═════ Material provided

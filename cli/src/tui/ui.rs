use ratatui::{
    layout::{Alignment, Constraint, Direction, Layout, Rect},
    style::{Color, Modifier, Style},
    text::{Line, Span},
    widgets::{Block, BorderType, Borders, Paragraph, Row, Table, Wrap},
    Frame,
};

use crate::tui::app::{App, InputMode};

pub fn draw(f: &mut Frame, app: &mut App) {
    let size = f.area();
    let input_active = !matches!(app.input_mode, InputMode::Normal);

    let mut constraints = vec![
        Constraint::Length(3), // Header
        Constraint::Min(1),    // Content
    ];
    if input_active {
        constraints.push(Constraint::Length(3)); // Input bar
    }
    constraints.push(Constraint::Length(1)); // Footer/Help

    let main_chunks = Layout::default()
        .direction(Direction::Vertical)
        .margin(0)
        .constraints(constraints)
        .split(size);

    // Header
    let header = Paragraph::new("TASKPAD")
        .style(Style::default().fg(Color::Cyan).add_modifier(Modifier::BOLD))
        .alignment(Alignment::Center)
        .block(
            Block::default()
                .borders(Borders::ALL)
                .border_type(BorderType::Rounded),
        );
    f.render_widget(header, main_chunks[0]);

    // Split Content into Left (List) and Right (Detail)
    let content_chunks = Layout::default()
        .direction(Direction::Horizontal)
        .constraints([Constraint::Percentage(60), Constraint::Percentage(40)])
        .split(main_chunks[1]);

    draw_task_list(f, app, content_chunks[0]);
    draw_detail_view(f, app, content_chunks[1]);

    if input_active {
        draw_input_bar(f, app, main_chunks[2]);
    }

    // Footer
    let help = if input_active {
        "Enter: Save | Esc: Cancel"
    } else {
        "j/k: Navigate | Space: Toggle | a: Add | e: Edit | d: Delete | q: Quit"
    };
    let footer = Paragraph::new(help)
        .style(Style::default().fg(Color::DarkGray))
        .alignment(Alignment::Center);
    f.render_widget(footer, main_chunks[main_chunks.len() - 1]);
}

fn draw_task_list(f: &mut Frame, app: &mut App, area: Rect) {
    let tasks = app.tasks.borrow();
    let rows: Vec<Row> = tasks
        .iter()
        .map(|task| {
            let status_icon = if task.completed { "✔" } else { "☐" };
            let title_style = if task.completed {
                Style::default()
                    .fg(Color::DarkGray)
                    .add_modifier(Modifier::CROSSED_OUT)
            } else {
                Style::default().add_modifier(Modifier::BOLD)
            };

            Row::new(vec![
                Span::raw(status_icon),
                Span::styled(task.title.clone(), title_style),
                Span::raw(task.description.clone()),
            ])
        })
        .collect();

    let table = Table::new(
        rows,
        [
            Constraint::Length(3),  // Status
            Constraint::Min(16),    // Title
            Constraint::Min(10),    // Description
        ],
    )
    .header(Row::new(vec!["St", "Task", "Description"]).style(Style::default().fg(Color::Yellow)))
    .block(
        Block::default()
            .title(" Tasks ")
            .borders(Borders::ALL)
            .border_type(BorderType::Rounded),
    )
    .row_highlight_style(
        Style::default()
            .bg(Color::DarkGray)
            .add_modifier(Modifier::BOLD),
    )
    .highlight_symbol(">> ");

    f.render_stateful_widget(table, area, &mut app.state);
}

fn draw_detail_view(f: &mut Frame, app: &App, area: Rect) {
    let tasks = app.tasks.borrow();
    if let Some(task) = app.state.selected().and_then(|i| tasks.get(i)) {
        let mut detail_text = vec![
            Line::from(vec![
                Span::styled("Title: ", Style::default().fg(Color::Blue)),
                Span::styled(
                    task.title.clone(),
                    Style::default().add_modifier(Modifier::BOLD),
                ),
            ]),
            Line::from(""),
            Line::from(vec![
                Span::styled("ID: ", Style::default().fg(Color::DarkGray)),
                Span::raw(task.id.clone()),
            ]),
            Line::from(vec![
                Span::styled("Status: ", Style::default().fg(Color::Blue)),
                Span::raw(if task.completed { "Completed" } else { "Pending" }),
            ]),
            Line::from(""),
        ];

        if !task.description.is_empty() {
            detail_text.push(Line::from(Span::styled(
                "Description:",
                Style::default().fg(Color::Blue),
            )));
            detail_text.push(Line::from(task.description.clone()));
        }

        let detail_block = Paragraph::new(detail_text)
            .block(
                Block::default()
                    .title(" Detail ")
                    .borders(Borders::ALL)
                    .border_type(BorderType::Rounded),
            )
            .wrap(Wrap { trim: true });

        f.render_widget(detail_block, area);
    } else {
        let detail_block = Block::default()
            .title(" Detail ")
            .borders(Borders::ALL)
            .border_type(BorderType::Rounded);
        f.render_widget(detail_block, area);
    }
}

fn draw_input_bar(f: &mut Frame, app: &App, area: Rect) {
    let title = match app.input_mode {
        InputMode::Adding => " Add Task (title :: description) ",
        InputMode::Editing => " Edit Task (title :: description) ",
        InputMode::Normal => "",
    };

    let input = Paragraph::new(app.input.as_str())
        .style(Style::default().fg(Color::Yellow))
        .block(
            Block::default()
                .title(title)
                .borders(Borders::ALL)
                .border_type(BorderType::Rounded),
        );
    f.render_widget(input, area);

    // Put the terminal cursor where the next char will be inserted.
    f.set_cursor_position((area.x + app.cursor_position as u16 + 1, area.y + 1));
}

══════════

How to complete this task: Filter the listing above, keeping only the lines with "Length".

Exercise output:
        Constraint::Length(3), // Header
        constraints.push(Constraint::Length(3)); // Input bar
    constraints.push(Constraint::Length(1)); // Footer/Help
            Constraint::Length(3),  // Status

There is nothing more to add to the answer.